I am aware that animal names are generally written in katakana (although sometimes hiragana), but kanji is sometimes used. I stumbled upon the Japanese word クラゲ, meaning jellyfish. The dictionary said that there were two different kanji combinations for the word: 海月 and 水母, both pronounced as クラゲ. The first means 'sea moon', and the other, 'water mother' (possibly 'aquatic mother'). What is the difference between the two and are they interchangeable? If not, which is more appropriate if either at all. Any dive into nuance (Why strange words like moon and mother were used) could be useful.
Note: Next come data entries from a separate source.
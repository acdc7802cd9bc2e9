//! Page composition for the CRM console
//!
//! Pages are built from widgets. A [`WidgetRegistry`] maps stable identifiers
//! to widget factories; the [`PageBuilder`] edits which identifiers a page
//! shows and in what order; the [`ComponentRenderer`] turns a page's stored
//! layout into mounted widget slots, isolating every slot from its siblings.
//!
//! ```rust,ignore
//! let registry = Arc::new(WidgetRegistry::with_builtins());
//! let mut builder = PageBuilder::load("dashboard", registry.clone(), &store.config());
//! builder.add("CustomerStats", None)?;
//! builder.save(&store).await?;
//!
//! let page = ComponentRenderer::new(registry).render(&store, "dashboard", &data);
//! ```

pub mod builder;
pub mod error;
pub mod lists;
pub mod registry;
pub mod renderer;
pub mod widgets;

pub use builder::{BuilderState, BuilderView, ListKind, PaletteEntry, PageBuilder};
pub use error::{LayoutError, Result};
pub use registry::{
    RegisteredWidget, Resolution, Widget, WidgetError, WidgetFactory, WidgetMeta, WidgetRegistry,
};
pub use renderer::{default_components, ComponentRenderer, PageView, Slot};
pub use widgets::{DashboardData, WidgetBody, WidgetContext, WidgetView};
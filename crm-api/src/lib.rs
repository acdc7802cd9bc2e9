//! REST backend access for the CRM console
//!
//! [`ApiClient`] wraps the backend's customer and quote endpoints. Records are
//! opaque JSON objects; the console only relies on their `id`. [`QuoteDraft`]
//! is the working copy behind the quote creation page.

pub mod client;
pub mod error;
pub mod quote;

pub use client::{ApiClient, Record, DEFAULT_API_URL};
pub use error::{ApiError, Result};
pub use quote::{Product, QuoteDraft, QuoteItem};
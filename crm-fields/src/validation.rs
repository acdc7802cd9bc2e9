//! Draft validation for custom field definitions.
//!
//! Every rule runs; failures are collected into [`ValidationErrors`] keyed by
//! the draft attribute they belong to, so a form can show them all inline.

use std::fmt;

use indexmap::IndexMap;
use once_cell::sync::Lazy;
use regex::Regex;
use serde::{Deserialize, Serialize};
use ulid::Ulid;

use crate::draft::FieldDraft;
use crate::types::{CustomFieldDefinition, EntityType, FieldType};

static FIELD_NAME: Lazy<Regex> =
    Lazy::new(|| Regex::new(r"^[A-Za-z0-9_]+$").expect("Failed to compile field name regex"));

/// Field-level validation messages, keyed by attribute name, in rule order.
#[derive(Debug, Clone, Default, PartialEq, Serialize, Deserialize)]
#[serde(transparent)]
pub struct ValidationErrors(IndexMap<String, String>);

impl ValidationErrors {
    pub fn new() -> Self {
        Self::default()
    }

    /// Record a message for a key. A later message for the same key replaces the earlier one.
    pub fn insert(&mut self, key: impl Into<String>, message: impl Into<String>) {
        self.0.insert(key.into(), message.into());
    }

    /// Drop the message for a key, returning it if present.
    pub fn remove(&mut self, key: &str) -> Option<String> {
        self.0.shift_remove(key)
    }

    pub fn get(&self, key: &str) -> Option<&str> {
        self.0.get(key).map(String::as_str)
    }

    pub fn contains_key(&self, key: &str) -> bool {
        self.0.contains_key(key)
    }

    pub fn is_empty(&self) -> bool {
        self.0.is_empty()
    }

    pub fn len(&self) -> usize {
        self.0.len()
    }

    pub fn clear(&mut self) {
        self.0.clear();
    }

    pub fn iter(&self) -> impl Iterator<Item = (&str, &str)> {
        self.0.iter().map(|(k, v)| (k.as_str(), v.as_str()))
    }
}

impl fmt::Display for ValidationErrors {
    fn fmt(&self, f: &mut fmt::Formatter<'_>) -> fmt::Result {
        let mut first = true;
        for (key, message) in self.iter() {
            if !first {
                f.write_str("; ")?;
            }
            write!(f, "{key}: {message}")?;
            first = false;
        }
        Ok(())
    }
}

/// A draft that passed validation, with its text inputs parsed.
#[derive(Debug, Clone, PartialEq)]
pub struct ValidatedField {
    pub entity: EntityType,
    pub name: String,
    pub label: String,
    pub type_: FieldType,
    pub required: bool,
    pub options: Vec<String>,
    pub placeholder: Option<String>,
    pub default_value: Option<String>,
}

impl ValidatedField {
    /// Attach an id and produce the storable definition.
    pub fn into_definition(self, id: Ulid) -> CustomFieldDefinition {
        CustomFieldDefinition {
            id,
            entity: self.entity,
            name: self.name,
            label: self.label,
            type_: self.type_,
            required: self.required,
            options: self.options,
            placeholder: self.placeholder,
            default_value: self.default_value,
        }
    }
}

/// Validate a draft against the rules and the definitions already stored.
///
/// `editing` is the id of the definition being updated, if any; its own name
/// does not count as a duplicate.
pub fn validate_draft(
    draft: &FieldDraft,
    existing: &[CustomFieldDefinition],
    editing: Option<Ulid>,
) -> std::result::Result<ValidatedField, ValidationErrors> {
    let mut errors = ValidationErrors::new();

    let entity_input = draft.entity.trim();
    let entity = if entity_input.is_empty() {
        errors.insert("entity", "Entity is required");
        None
    } else {
        match entity_input.parse::<EntityType>() {
            Ok(entity) => Some(entity),
            Err(_) => {
                errors.insert("entity", format!("Unknown entity type '{entity_input}'"));
                None
            }
        }
    };

    let name = draft.name.as_str();
    if name.trim().is_empty() {
        errors.insert("name", "Field name is required");
    } else if !FIELD_NAME.is_match(name) {
        errors.insert(
            "name",
            "Field name can only contain letters, numbers, and underscores",
        );
    } else if let Some(entity) = entity {
        let taken = existing
            .iter()
            .any(|f| f.entity == entity && f.name == name && Some(f.id) != editing);
        if taken {
            errors.insert(
                "name",
                format!("A field named '{name}' already exists for {entity}"),
            );
        }
    }

    let label = draft.label.trim();
    if label.is_empty() {
        errors.insert("label", "Display label is required");
    }

    let options = draft.parsed_options();
    if draft.type_.uses_options() && options.is_empty() {
        errors.insert("options", "Options are required for dropdown fields");
    }

    match entity {
        Some(entity) if errors.is_empty() => Ok(ValidatedField {
            entity,
            name: name.to_string(),
            label: label.to_string(),
            type_: draft.type_,
            required: draft.required,
            options,
            placeholder: non_empty(&draft.placeholder),
            default_value: non_empty(&draft.default_value),
        }),
        _ => Err(errors),
    }
}

fn non_empty(value: &str) -> Option<String> {
    let trimmed = value.trim();
    (!trimmed.is_empty()).then(|| trimmed.to_string())
}
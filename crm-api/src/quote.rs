//! QuoteDraft: working copy of a new quote and its line items.
//!
//! Line totals and the quote total are derived: every edit that can change
//! them recomputes them, so a draft never carries a stale total.

use chrono::{Duration, Local, NaiveDate};
use crm_fields::ValidationErrors;
use serde::{Deserialize, Serialize};

/// Days between the quote date and its default expiration.
pub const VALIDITY_DAYS: i64 = 30;

/// A catalogue entry that can be put on a quote.
#[derive(Debug, Clone, PartialEq, Serialize, Deserialize)]
#[serde(rename_all = "camelCase")]
pub struct Product {
    pub id: String,
    pub name: String,
    #[serde(default)]
    pub sku: String,
    #[serde(default)]
    pub description: String,
    pub price: f64,
}

#[derive(Debug, Clone, PartialEq, Serialize, Deserialize)]
#[serde(rename_all = "camelCase")]
pub struct QuoteItem {
    pub product_id: String,
    pub quantity: u32,
    pub unit_price: f64,
    pub line_total: f64,
}

impl Default for QuoteItem {
    fn default() -> Self {
        Self {
            product_id: String::new(),
            quantity: 1,
            unit_price: 0.0,
            line_total: 0.0,
        }
    }
}

impl QuoteItem {
    fn recompute(&mut self) {
        self.line_total = self.unit_price * f64::from(self.quantity);
    }
}

#[derive(Debug, Clone, PartialEq, Serialize, Deserialize)]
#[serde(rename_all = "camelCase")]
pub struct QuoteDraft {
    pub customer_id: String,
    pub quote_date: NaiveDate,
    pub expiration_date: NaiveDate,
    pub items: Vec<QuoteItem>,
    pub notes: String,
    pub total_amount: f64,
}

impl QuoteDraft {
    /// Empty draft dated `today`, expiring after the default validity period.
    pub fn new(today: NaiveDate) -> Self {
        Self {
            customer_id: String::new(),
            quote_date: today,
            expiration_date: today + Duration::days(VALIDITY_DAYS),
            items: Vec::new(),
            notes: String::new(),
            total_amount: 0.0,
        }
    }

    /// Empty draft dated with the local date.
    pub fn today() -> Self {
        Self::new(Local::now().date_naive())
    }

    pub fn set_customer(&mut self, customer_id: impl Into<String>) {
        self.customer_id = customer_id.into();
    }

    /// Append a blank line item and return its index.
    pub fn add_item(&mut self) -> usize {
        self.items.push(QuoteItem::default());
        self.items.len() - 1
    }

    pub fn remove_item(&mut self, index: usize) -> Option<QuoteItem> {
        if index >= self.items.len() {
            return None;
        }
        let removed = self.items.remove(index);
        self.recompute_total();
        Some(removed)
    }

    /// Put `product` on line `index`, taking over its price.
    pub fn select_product(&mut self, index: usize, product: &Product) -> Option<&QuoteItem> {
        let item = self.items.get_mut(index)?;
        item.product_id = product.id.clone();
        item.unit_price = product.price;
        item.recompute();
        self.recompute_total();
        self.items.get(index)
    }

    pub fn set_quantity(&mut self, index: usize, quantity: u32) -> Option<&QuoteItem> {
        let item = self.items.get_mut(index)?;
        item.quantity = quantity;
        item.recompute();
        self.recompute_total();
        self.items.get(index)
    }

    /// Local checks run before the draft is sent. Every failure is reported.
    pub fn validate(&self) -> Result<(), ValidationErrors> {
        let mut errors = ValidationErrors::new();
        if self.customer_id.trim().is_empty() {
            errors.insert("customerId", "Customer is required");
        }
        if self.expiration_date < self.quote_date {
            errors.insert(
                "expirationDate",
                "Expiration date cannot be before the quote date",
            );
        }
        if self.items.is_empty() {
            errors.insert("items", "Add at least one item to the quote");
        }
        for (i, item) in self.items.iter().enumerate() {
            if item.product_id.trim().is_empty() {
                errors.insert(format!("items[{i}].productId"), "Product is required");
            }
            if item.quantity == 0 {
                errors.insert(format!("items[{i}].quantity"), "Quantity must be at least 1");
            }
        }
        if errors.is_empty() {
            Ok(())
        } else {
            Err(errors)
        }
    }

    fn recompute_total(&mut self) {
        self.total_amount = self.items.iter().map(|item| item.line_total).sum();
    }
}

impl Default for QuoteDraft {
    fn default() -> Self {
        Self::today()
    }
}

#[cfg(test)]
mod tests {
    use super::*;

    fn date(y: i32, m: u32, d: u32) -> NaiveDate {
        NaiveDate::from_ymd_opt(y, m, d).unwrap()
    }

    fn product(id: &str, price: f64) -> Product {
        Product {
            id: id.into(),
            name: format!("Product {id}"),
            sku: String::new(),
            description: String::new(),
            price,
        }
    }

    #[test]
    fn new_draft_expires_after_thirty_days() {
        let draft = QuoteDraft::new(date(2026, 10, 18));
        assert_eq!(draft.expiration_date, date(2026, 11, 17));
        assert_eq!(draft.total_amount, 0.0);
    }

    #[test]
    fn selecting_product_prices_the_line() {
        let mut draft = QuoteDraft::new(date(2026, 1, 1));
        let idx = draft.add_item();
        let item = draft.select_product(idx, &product("1", 2500.0)).unwrap();
        assert_eq!(item.unit_price, 2500.0);
        assert_eq!(item.line_total, 2500.0);
        assert_eq!(draft.total_amount, 2500.0);
    }

    #[test]
    fn quantity_and_removal_recompute_totals() {
        let mut draft = QuoteDraft::new(date(2026, 1, 1));
        let a = draft.add_item();
        let b = draft.add_item();
        draft.select_product(a, &product("1", 2500.0));
        draft.select_product(b, &product("3", 1500.0));
        draft.set_quantity(b, 2);
        assert_eq!(draft.items[b].line_total, 3000.0);
        assert_eq!(draft.total_amount, 5500.0);

        draft.remove_item(a);
        assert_eq!(draft.total_amount, 3000.0);
        assert!(draft.remove_item(7).is_none());
        assert!(draft.set_quantity(7, 1).is_none());
    }

    #[test]
    fn validation_requires_customer_and_items() {
        let draft = QuoteDraft::new(date(2026, 1, 1));
        let errors = draft.validate().unwrap_err();
        assert_eq!(errors.get("customerId"), Some("Customer is required"));
        assert_eq!(errors.get("items"), Some("Add at least one item to the quote"));
    }

    #[test]
    fn validation_checks_each_line() {
        let mut draft = QuoteDraft::new(date(2026, 1, 1));
        draft.set_customer("1");
        let idx = draft.add_item();
        draft.set_quantity(idx, 0);
        let errors = draft.validate().unwrap_err();
        assert!(errors.contains_key("items[0].productId"));
        assert!(errors.contains_key("items[0].quantity"));

        draft.select_product(idx, &product("2", 4000.0));
        draft.set_quantity(idx, 1);
        assert!(draft.validate().is_ok());
    }

    #[test]
    fn serializes_with_backend_field_names() {
        let mut draft = QuoteDraft::new(date(2026, 3, 1));
        draft.set_customer("7");
        let idx = draft.add_item();
        draft.select_product(idx, &product("1", 10.0));
        let json = serde_json::to_value(&draft).unwrap();
        assert_eq!(json["customerId"], "7");
        assert_eq!(json["quoteDate"], "2026-03-01");
        assert_eq!(json["expirationDate"], "2026-03-31");
        assert_eq!(json["items"][0]["unitPrice"], 10.0);
        assert_eq!(json["totalAmount"], 10.0);
    }
}
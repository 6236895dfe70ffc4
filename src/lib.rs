//! QA Relay - Question/answer relay service
//!
//! This crate accepts questions over HTTP, forwards them to a managed
//! search/summarization service, and records each question/answer pair
//! to an analytics warehouse.

pub mod adapters;
pub mod application;
pub mod config;
pub mod domain;
pub mod ports;
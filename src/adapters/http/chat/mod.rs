//! HTTP adapter for the chat endpoint.

mod dto;
mod handlers;
mod routes;

pub use dto::ChatRequest;
pub use handlers::{post_chat, ChatApiError, ChatAppState};
pub use routes::{chat_router, chat_routes};
//! Interaction entities.
//!
//! A `Question` is whatever the caller submitted, with a fixed greeting
//! substituted when nothing was. An `InteractionRecord` is the persisted
//! question/answer pair; it is created once per successfully answered
//! request and never mutated here. Column names match the warehouse
//! table schema.

use chrono::{DateTime, Utc};
use serde::{Deserialize, Serialize};

/// Question used when the caller omits one.
pub const DEFAULT_QUESTION: &str = "Hi!";

/// A user-submitted question.
///
/// No length or encoding validation is performed; the only rule is the
/// default substitution for absent or empty input.
#[derive(Debug, Clone, PartialEq, Eq, Serialize, Deserialize)]
#[serde(transparent)]
pub struct Question(String);

impl Question {
    /// Builds a question from optional caller input.
    ///
    /// `None` and the empty string both yield [`DEFAULT_QUESTION`].
    pub fn from_input(input: Option<String>) -> Self {
        match input {
            Some(q) if !q.is_empty() => Self(q),
            _ => Self(DEFAULT_QUESTION.to_string()),
        }
    }

    /// Returns the question text.
    pub fn as_str(&self) -> &str {
        &self.0
    }

    /// Consumes the question, returning the text.
    pub fn into_string(self) -> String {
        self.0
    }
}

impl std::fmt::Display for Question {
    fn fmt(&self, f: &mut std::fmt::Formatter<'_>) -> std::fmt::Result {
        write!(f, "{}", self.0)
    }
}

/// A question/answer pair destined for the analytics warehouse.
///
/// Field names are the warehouse column names (`ts`, `env`, `ver`, `q`,
/// `a`); `ts` serializes as RFC 3339, which the warehouse accepts for
/// TIMESTAMP columns.
#[derive(Debug, Clone, PartialEq, Eq, Serialize, Deserialize)]
pub struct InteractionRecord {
    /// Creation instant.
    pub ts: DateTime<Utc>,
    /// Deployment revision identifier.
    pub env: String,
    /// Deployment version identifier.
    pub ver: String,
    /// The question as answered (after default substitution).
    pub q: String,
    /// The generated answer. Empty string is valid.
    pub a: String,
}

impl InteractionRecord {
    /// Creates a record stamped with the current instant.
    pub fn new(
        revision: impl Into<String>,
        version: impl Into<String>,
        question: impl Into<String>,
        answer: impl Into<String>,
    ) -> Self {
        Self {
            ts: Utc::now(),
            env: revision.into(),
            ver: version.into(),
            q: question.into(),
            a: answer.into(),
        }
    }
}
  • Don't know the full story, but seems that "jellyfish" in Chinese is 水母, so that might be a lead.
    – dainichi
    Commented Feb 25, 2013 at 5:17
  • If 海月 is of Japanese origin can we just assume that they called it that because it looks like a moon in the sea?
    – ssb
    Commented Feb 25, 2013 at 6:02
  • There's a quite rambly analysis of it here
    – ssb
    Commented Feb 25, 2013 at 6:08
  • 4
    Don't start trying to make sense of multiple 義訓 writing and (often non-existing) nuances between them. There lies madness.
    – Dave
    Commented Feb 25, 2013 at 6:53

1 Answer 1


According to 大辞林, 水母 and 海月 are 熟字訓{じゅくじくん} ways of writing the same word. (See the angle brackets? Those indicate 熟字訓.)

熟字訓{じゅくじくん} readings are a type of 当{あ}て[字]{じ}. They're "word readings", where an entire kanji compound is given a reading. (Usually, readings are given to single kanji.) As Wikipedia explains, these are established word readings assigned to a group of kanji; established means, more or less, that people commonly know how to read them. This is the opposite of 義訓(ぎくん) readings, which are not established and usually require furigana to be read.

How is this relevant to your question? You asked about the difference between "the two words for 'jellyfish'". But they're the same word! It's just written more than one way. (In fact, it's also been written 水月, 久羅下, and 鏡虫.)

Look at 大辞林's entry again. If they were different words, they'd have separate dictionary entries. If they were the same word but had important differences, the dictionary would probably make a note of that (as in the entry for いとこ), or divide it into senses and show a particular kanji where the difference matters (as in the entry for つく). In fact, I checked three other dictionaries, and not one mentioned a difference between them.

So I don't believe there are any important differences. Even in the idiom listed by 大辞林, 「水母{くらげ}の[骨]{ほね}」, it's easy to find it written online with the other kanji. Personally, I'm going to keep writing it クラゲ.

  • Oh, gotta love how many combinations there are for いとこ!